В польском руководстве были люди, которые еще за несколько лет до событий 80-го года с большой точностью их предсказывали. Об этом говорил мне Станислав Каня. Ведая органами безопасности, он получал информацию о настроениях в рабочей и интеллигентской среде, готовившейся, не без участия церковных иерархов и западных разведок, к мощным антиправительственным выступлениям. Тогда едва ли считали возможным вырвать Польшу из социалистического лагеря, но явно рассчитывали на перераспределение власти в стране. По мнению Кани, встречными мерами на манер "иммунных уколов" можно было предотвратить обострение политической обстановки, но Герек ничего и слышать об этом не хотел, да и побаивался, что Москва обвинит его в оппортунизме.
Но если Каня, министр обороны Войцех Ярузельский и другие прозорливые члены польского руководства, связанные партийной дисциплиной, в лучшем случае могли довести свои опасения до советского посла, да и то опасаясь, что об этом прознает Герек, то с призывом к реформам не побоялись выступить публично "польские шестидесятники". Глашатаями этого направления стали главный редактор газеты "Политика" Мечислав Раковский, мой давний знакомый известный польский политолог Ежи Вятр, с которым мы многократно встречались на конгрессах Международной ассоциации политических наук, и другие. И чем сильнее был отклик в польском обществе на эти выступления, тем больше гневались на их авторов наши "ястребы".
Согласно донесениям спецслужб, все зло в Польше шло не столько от "Солидарности", сколько от Раковского и его единомышленников. Вечная болезнь видеть самого большого врага в инакомыслящем соратнике.

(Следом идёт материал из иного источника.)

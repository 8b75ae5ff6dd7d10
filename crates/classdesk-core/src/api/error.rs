use thiserror::Error;

/// Message shown when the endpoint answers but issues no token.
pub const LOGIN_REJECTED_MESSAGE: &str = "Login failed. Please check your credentials.";

#[derive(Error, Debug)]
pub enum AuthError {
    #[error("Cannot connect to server: {0}")]
    Transport(#[source] reqwest::Error),

    #[error("Unauthorized - invalid username or password")]
    Unauthorized,

    #[error("Server returned status {status}: {body}")]
    Remote { status: u16, body: String },

    #[error("Invalid response: {0}")]
    InvalidResponse(String),
}

/// Maximum length for error response bodies in error messages
const MAX_ERROR_BODY_LENGTH: usize = 500;

impl AuthError {
    /// Truncate a response body to avoid logging excessive data
    fn truncate_body(body: &str) -> String {
        if body.len() <= MAX_ERROR_BODY_LENGTH {
            return body.to_string();
        }
        let mut end = MAX_ERROR_BODY_LENGTH;
        while !body.is_char_boundary(end) {
            end -= 1;
        }
        format!("{}... (truncated, {} total bytes)", &body[..end], body.len())
    }

    pub fn from_status(status: reqwest::StatusCode, body: &str) -> Self {
        match status.as_u16() {
            401 => AuthError::Unauthorized,
            code => AuthError::Remote {
                status: code,
                body: Self::truncate_body(body),
            },
        }
    }

    /// Message suitable for showing to the person at the login form.
    pub fn user_message(&self) -> &'static str {
        match self {
            AuthError::Transport(_) => {
                "Unable to connect to server. Please check if the backend is running."
            }
            AuthError::Unauthorized => "Invalid username or password",
            AuthError::Remote { .. } | AuthError::InvalidResponse(_) => {
                "Login failed. Please try again."
            }
        }
    }
}
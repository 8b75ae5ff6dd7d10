//! REST client module for the classdesk authentication endpoint.
//!
//! This module provides the `AuthClient` for exchanging a username and
//! password for a JWT bearer token, and the `AuthError` taxonomy used to
//! classify failed login attempts.

pub mod client;
pub mod error;

pub use client::{AuthClient, AuthenticationResponse, LoginRequest, DEFAULT_API_URL};
pub use error::{AuthError, LOGIN_REJECTED_MESSAGE};
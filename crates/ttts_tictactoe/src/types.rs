//! Core domain types for tic-tac-toe.

use super::game::MoveError;
use super::position::Position;

/// Mark identifying a participant's cells.
#[derive(Debug, Clone, Copy, PartialEq, Eq, Hash, derive_more::Display)]
pub enum Mark {
    /// Mark X (moves first).
    X,
    /// Mark O (moves second).
    O,
}

impl Mark {
    /// Both marks in turn order.
    pub const BOTH: [Mark; 2] = [Mark::X, Mark::O];

    /// Returns the opponent's mark.
    pub fn opponent(self) -> Self {
        match self {
            Mark::X => Mark::O,
            Mark::O => Mark::X,
        }
    }

    /// Slot of this mark in a two-element arena (X = 0, O = 1).
    pub fn index(self) -> usize {
        match self {
            Mark::X => 0,
            Mark::O => 1,
        }
    }

    /// Parses the wire symbol of a mark.
    pub fn from_symbol(symbol: &str) -> Option<Self> {
        match symbol {
            "X" => Some(Mark::X),
            "O" => Some(Mark::O),
            _ => None,
        }
    }
}

/// A square on the tic-tac-toe board.
#[derive(Debug, Clone, Copy, PartialEq, Eq, Hash)]
pub enum Square {
    /// Empty square.
    Empty,
    /// Square claimed by a mark.
    Occupied(Mark),
}

/// 3x3 tic-tac-toe board.
///
/// Squares only ever go from empty to occupied: [`Board::place`] is the
/// single mutator and refuses occupied squares.
#[derive(Debug, Clone, PartialEq, Eq)]
pub struct Board {
    /// Squares in row-major order (0-8).
    squares: [Square; 9],
}

impl Board {
    /// Creates a new empty board.
    pub fn new() -> Self {
        Self {
            squares: [Square::Empty; 9],
        }
    }

    /// Gets the square at the given position.
    pub fn get(&self, pos: Position) -> Square {
        self.squares[pos.to_index()]
    }

    /// Claims an empty square for `mark`.
    pub fn place(&mut self, pos: Position, mark: Mark) -> Result<(), MoveError> {
        let square = &mut self.squares[pos.to_index()];
        if *square != Square::Empty {
            return Err(MoveError::SquareOccupied(pos));
        }
        *square = Square::Occupied(mark);
        Ok(())
    }

    /// Checks if a square is empty.
    pub fn is_empty(&self, pos: Position) -> bool {
        self.get(pos) == Square::Empty
    }

    /// Number of occupied squares.
    pub fn occupied(&self) -> usize {
        self.squares.iter().filter(|s| **s != Square::Empty).count()
    }

    /// Returns all squares.
    pub fn squares(&self) -> &[Square; 9] {
        &self.squares
    }

    /// Formats the board as a human-readable grid, empty squares showing their index.
    pub fn display(&self) -> String {
        let mut result = String::new();
        for row in 0..3 {
            for col in 0..3 {
                let pos = row * 3 + col;
                let symbol = match self.squares[pos] {
                    Square::Empty => pos.to_string(),
                    Square::Occupied(mark) => mark.to_string(),
                };
                result.push_str(&symbol);
                if col < 2 {
                    result.push('|');
                }
            }
            if row < 2 {
                result.push_str("\n-+-+-\n");
            }
        }
        result
    }
}

impl Default for Board {
    fn default() -> Self {
        Self::new()
    }
}

#[cfg(test)]
mod tests {
    use super::*;

    #[test]
    fn test_place_refuses_occupied_square() {
        let mut board = Board::new();
        board.place(Position::Center, Mark::X).unwrap();
        let result = board.place(Position::Center, Mark::O);
        assert_eq!(result, Err(MoveError::SquareOccupied(Position::Center)));
        assert_eq!(board.get(Position::Center), Square::Occupied(Mark::X));
    }

    #[test]
    fn test_display_shows_indices_and_marks() {
        let mut board = Board::new();
        board.place(Position::TopLeft, Mark::X).unwrap();
        board.place(Position::BottomRight, Mark::O).unwrap();
        assert_eq!(board.display(), "X|1|2\n-+-+-\n3|4|5\n-+-+-\n6|7|O");
    }

    #[test]
    fn test_opponent_and_index() {
        assert_eq!(Mark::X.opponent(), Mark::O);
        assert_eq!(Mark::O.opponent(), Mark::X);
        assert_eq!(Mark::X.index(), 0);
        assert_eq!(Mark::O.index(), 1);
    }
}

Мечислав Раковский в конце концов стал председателем Совета Министров Польши и первым секретарем ЦК ПОРП, но время было уже безнадежно упущено. Так же, как избрание Кани (сентябрь 1980 г.), а затем Ярузельского (октябрь 1981 г.) первым секретарем. Реформаторам пришлось вступать в переговоры с позиций непомерной слабости, вести в некотором роде арьергардные бои. Не стану утверждать, что, приди они к власти "вовремя", им удалось бы радикально изменить течение истории. Но было вполне возможным избежать военного положения и того резкого охлаждения наших отношений с Польшей, которое последовало за избранием Валенсы президентом.

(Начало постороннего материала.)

//! Win detection logic for tic-tac-toe.

use crate::{Board, Mark, Position, Square};
use tracing::instrument;

/// The eight winning lines: rows, columns, diagonals.
pub const LINES: [[Position; 3]; 8] = [
    // Rows
    [Position::TopLeft, Position::TopCenter, Position::TopRight],
    [Position::MiddleLeft, Position::Center, Position::MiddleRight],
    [Position::BottomLeft, Position::BottomCenter, Position::BottomRight],
    // Columns
    [Position::TopLeft, Position::MiddleLeft, Position::BottomLeft],
    [Position::TopCenter, Position::Center, Position::BottomCenter],
    [Position::TopRight, Position::MiddleRight, Position::BottomRight],
    // Diagonals
    [Position::TopLeft, Position::Center, Position::BottomRight],
    [Position::TopRight, Position::Center, Position::BottomLeft],
];

/// Checks if there is a winner on the board.
///
/// Returns `Some(mark)` if that mark fills any line, `None` otherwise.
#[instrument(skip(board))]
pub fn check_winner(board: &Board) -> Option<Mark> {
    for [a, b, c] in LINES {
        let sq = board.get(a);
        if let Square::Occupied(mark) = sq
            && sq == board.get(b)
            && sq == board.get(c)
        {
            return Some(mark);
        }
    }

    None
}

#[cfg(test)]
mod tests {
    use super::*;

    fn board_with(mark: Mark, cells: &[Position]) -> Board {
        let mut board = Board::new();
        for pos in cells {
            board.place(*pos, mark).unwrap();
        }
        board
    }

    #[test]
    fn test_no_winner_empty_board() {
        assert_eq!(check_winner(&Board::new()), None);
    }

    #[test]
    fn test_every_line_wins() {
        for line in LINES {
            assert_eq!(check_winner(&board_with(Mark::O, &line)), Some(Mark::O));
        }
    }

    #[test]
    fn test_mixed_line_does_not_win() {
        let mut board = board_with(Mark::X, &[Position::TopLeft, Position::TopCenter]);
        board.place(Position::TopRight, Mark::O).unwrap();
        assert_eq!(check_winner(&board), None);
    }

    #[test]
    fn test_no_winner_incomplete() {
        let board = board_with(Mark::X, &[Position::TopLeft, Position::Center]);
        assert_eq!(check_winner(&board), None);
    }
}
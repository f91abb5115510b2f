//! First-class invariants for tic-tac-toe.
//!
//! Invariants are logical properties that must hold throughout a game.
//! [`Game::play`](crate::Game::play) asserts them in debug builds, and they
//! are testable on their own.

pub mod alternating_turn;
pub mod history_consistent;

pub use alternating_turn::AlternatingTurnInvariant;
pub use history_consistent::HistoryConsistentInvariant;

/// A logical property that must hold for a given state.
pub trait Invariant<S> {
    /// Checks if the invariant holds for the given state.
    fn holds(state: &S) -> bool;

    /// Human-readable description of the invariant.
    fn description() -> &'static str;
}

/// Violation of an invariant.
#[derive(Debug, Clone, PartialEq, Eq, derive_more::Display)]
#[display("Invariant violated: {}", description)]
pub struct InvariantViolation {
    /// Description of the violated invariant.
    pub description: String,
}

impl InvariantViolation {
    /// Creates a new invariant violation.
    pub fn new(description: impl Into<String>) -> Self {
        Self {
            description: description.into(),
        }
    }
}

/// A set of invariants that can be checked together.
pub trait InvariantSet<S> {
    /// Checks all invariants in the set, collecting every violation.
    fn check_all(state: &S) -> Result<(), Vec<InvariantViolation>>;
}

impl<S, I1, I2> InvariantSet<S> for (I1, I2)
where
    I1: Invariant<S>,
    I2: Invariant<S>,
{
    fn check_all(state: &S) -> Result<(), Vec<InvariantViolation>> {
        let mut violations = Vec::new();

        if !I1::holds(state) {
            violations.push(InvariantViolation::new(I1::description()));
        }

        if !I2::holds(state) {
            violations.push(InvariantViolation::new(I2::description()));
        }

        if violations.is_empty() {
            Ok(())
        } else {
            Err(violations)
        }
    }
}

/// All game invariants as a composable set.
pub type GameInvariants = (AlternatingTurnInvariant, HistoryConsistentInvariant);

Впрочем, это уже относится к сфере гаданий. Тогда развернулась закулисная междоусобица внутри отдела. Прочитав шифровки по линии КГБ и ГРУ (Главное разведывательное управление Генштаба) с изложением очередной статьи Раковского, члены Политбюро и их помощники звонили Русакову или Рахманину с требованием заткнуть наконец рот этому антикоммунисту и антисоветчику (агенту влияния, сказали бы сейчас). В отделе начиналось срочное писание записки в ЦК или в созданную в связи с кризисом польскую комиссию. Представлялся текст телеграммы в Варшаву с поручением нашему послу примерно следующего содержания: "Посетите т. Каню (т. Ярузельского) или лицо, его замещающее, и скажите, что в Москве крайне обеспокоены статьей Раковского в газете "Политика", в которой льется вода на мельницу "Солидарности", атакуются устои социалистического строя..." и т. д. Я переписывал этот текст, убирая грозные инвективы, и шел убеждать Русакова, что нам следует не бить по Раковскому, а привлечь его в свои союзники. Эти аргументы производили на него впечатление, тем более что примерно в том же ключе мыслил советский посол в Польше Борис Иванович Аристов, с которым шеф в дни кризиса перезванивался чуть ли не ежедневно. В то же время он дико боялся быть обвиненным в либерализме. Изрядно помаявшись и даже ворча: "Куда это вы меня толкаете!", секретарь ЦК в конце концов соглашался убрать наиболее грубые обвинения. Бывало, однако, и так, что уже после этого проинформированный Анисимовым Рахманин добивался восстановления жестких формул.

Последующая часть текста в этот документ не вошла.